//! A CEL subset with the kwok helper library (`Now`, `Rand`, `SinceSecond`,
//! `UnixSecond`, `Quantity`).
//!
//! Expressions see the document as `self` and under the lowercased resource
//! kind (`pod`, `node`, ...). Every expression yields exactly one value.

mod eval;
mod library;
mod parser;

use crate::{Dialect, ExprError, Program, Scope, Value};

#[derive(Debug, Clone, Copy, PartialEq)]
pub(crate) enum BinOp {
    Add,
    Sub,
    Mul,
    Div,
    Rem,
    Eq,
    Ne,
    Lt,
    Le,
    Gt,
    Ge,
    In,
}

#[derive(Debug, Clone, Copy, PartialEq)]
pub(crate) enum Macro {
    All,
    Exists,
    ExistsOne,
    Filter,
    Map,
}

#[derive(Debug, Clone)]
pub(crate) enum Expr {
    Lit(Value),
    Ident(String),
    Select(Box<Expr>, String),
    Index(Box<Expr>, Box<Expr>),
    Call { target: Option<Box<Expr>>, name: String, args: Vec<Expr> },
    List(Vec<Expr>),
    Map(Vec<(Expr, Expr)>),
    Not(Box<Expr>),
    Neg(Box<Expr>),
    Binary(BinOp, Box<Expr>, Box<Expr>),
    And(Box<Expr>, Box<Expr>),
    Or(Box<Expr>, Box<Expr>),
    Cond(Box<Expr>, Box<Expr>, Box<Expr>),
    Has(Box<Expr>, String),
    Comprehension { kind: Macro, range: Box<Expr>, var: String, body: Box<Expr> },
}

/// Compiled CEL expression.
#[derive(Debug, Clone)]
pub struct CelProgram {
    source: String,
    expr: Expr,
}

impl CelProgram {
    pub fn compile(source: &str) -> Result<Self, ExprError> {
        let expr = parser::parse(source)?;
        Ok(Self { source: source.to_string(), expr })
    }
}

impl Program for CelProgram {
    fn dialect(&self) -> Dialect { Dialect::Cel }

    fn source(&self) -> &str { &self.source }

    fn evaluate(&self, scope: &Scope<'_>) -> Result<Vec<Value>, ExprError> {
        let mut env = eval::Env::new(scope);
        Ok(vec![env.eval(&self.expr)?])
    }
}

#[cfg(test)]
mod tests {
    use super::*;
    use chrono::{TimeZone, Utc};
    use serde_json::json;

    fn pod() -> Value {
        Value::from_json(&json!({
            "metadata": {
                "name": "web-0",
                "creationTimestamp": "2024-05-01T12:00:00Z",
                "labels": {"app": "web"},
                "finalizers": ["a", "b"]
            },
            "spec": {"nodeName": "node-1", "containers": [{"name": "c", "image": "nginx"}]},
            "status": {"phase": "Pending"}
        }))
    }

    fn eval_at(src: &str, doc: &Value) -> Result<Value, ExprError> {
        let now = Utc.with_ymd_and_hms(2024, 5, 1, 12, 0, 30).unwrap();
        let p = CelProgram::compile(src)?;
        let mut out = p.evaluate(&Scope::new(doc).with_kind("pod").at(now))?;
        assert_eq!(out.len(), 1);
        Ok(out.remove(0))
    }

    #[test]
    fn field_selection_through_kind_and_self() {
        let doc = pod();
        assert_eq!(eval_at("pod.status.phase == 'Pending'", &doc).unwrap(), Value::Bool(true));
        assert_eq!(eval_at("self.spec.nodeName", &doc).unwrap(), Value::from("node-1"));
        assert_eq!(eval_at("size(self.metadata.finalizers)", &doc).unwrap(), Value::Int(2));
        assert_eq!(eval_at("self.metadata.finalizers.size() > 1 ? 'many' : 'few'", &doc).unwrap(), Value::from("many"));
    }

    #[test]
    fn has_and_missing_keys() {
        let doc = pod();
        assert_eq!(eval_at("has(self.spec.nodeName)", &doc).unwrap(), Value::Bool(true));
        assert_eq!(eval_at("has(self.metadata.deletionTimestamp)", &doc).unwrap(), Value::Bool(false));
        assert!(eval_at("self.metadata.deletionTimestamp != null", &doc).is_err());
    }

    #[test]
    fn logical_operators_absorb_errors() {
        let doc = pod();
        assert_eq!(eval_at("self.nope.x == 1 || true", &doc).unwrap(), Value::Bool(true));
        assert_eq!(eval_at("false && self.nope.x == 1", &doc).unwrap(), Value::Bool(false));
        assert!(eval_at("self.nope.x == 1 && true", &doc).is_err());
    }

    #[test]
    fn kwok_helpers() {
        let doc = pod();
        assert_eq!(eval_at("SinceSecond(pod)", &doc).unwrap(), Value::Int(30));
        assert_eq!(eval_at("UnixSecond(Now())", &doc).unwrap(), Value::Int(1_714_564_830));
        assert_eq!(eval_at("Quantity('1Gi').Value()", &doc).unwrap(), Value::Int(1_073_741_824));
        assert_eq!(eval_at("Quantity('500m') < Quantity('1')", &doc).unwrap(), Value::Bool(true));
        let r = eval_at("Rand()", &doc).unwrap().as_f64().unwrap();
        assert!((0.0..1.0).contains(&r));
    }

    #[test]
    fn timestamp_and_duration_arithmetic() {
        let doc = pod();
        assert_eq!(
            eval_at("Now() - self.metadata.creationTimestamp", &doc).unwrap(),
            Value::Duration(chrono::Duration::seconds(30))
        );
        assert_eq!(
            eval_at("timestamp(self.metadata.creationTimestamp) + duration('1m') > Now()", &doc).unwrap(),
            Value::Bool(true)
        );
        assert_eq!(eval_at("duration('90s') == duration('1m30s')", &doc).unwrap(), Value::Bool(true));
    }

    #[test]
    fn macros() {
        let doc = pod();
        assert_eq!(eval_at("self.spec.containers.exists(c, c.image == 'nginx')", &doc).unwrap(), Value::Bool(true));
        assert_eq!(eval_at("self.metadata.finalizers.all(f, f.size() == 1)", &doc).unwrap(), Value::Bool(true));
        assert_eq!(eval_at("self.metadata.finalizers.map(f, f + '!')", &doc).unwrap(), Value::List(vec!["a!".into(), "b!".into()]));
        assert_eq!(eval_at("[1, 2, 3].filter(x, x % 2 == 1)", &doc).unwrap(), Value::List(vec![Value::Int(1), Value::Int(3)]));
        assert_eq!(eval_at("'a' in self.metadata.finalizers && 'app' in self.metadata.labels", &doc).unwrap(), Value::Bool(true));
    }

    #[test]
    fn overflow_and_type_errors() {
        let doc = pod();
        assert!(eval_at("9223372036854775807 + 1", &doc).is_err());
        assert!(eval_at("1 / 0", &doc).is_err());
        assert!(eval_at("!'x'", &doc).is_err());
        assert!(eval_at("unknownVar", &doc).is_err());
        assert!(CelProgram::compile("1 +").is_err());
        assert!(CelProgram::compile("has(x)").is_err());
    }
}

════════════════════

§ **Problem details**
Search the data above for lines holding "CelProgram" and copy each of them.

§ **Written reply**
pub struct CelProgram {
impl CelProgram {
impl Program for CelProgram {
        let p = CelProgram::compile(src)?;
        assert!(CelProgram::compile("1 +").is_err());
        assert!(CelProgram::compile("has(x)").is_err());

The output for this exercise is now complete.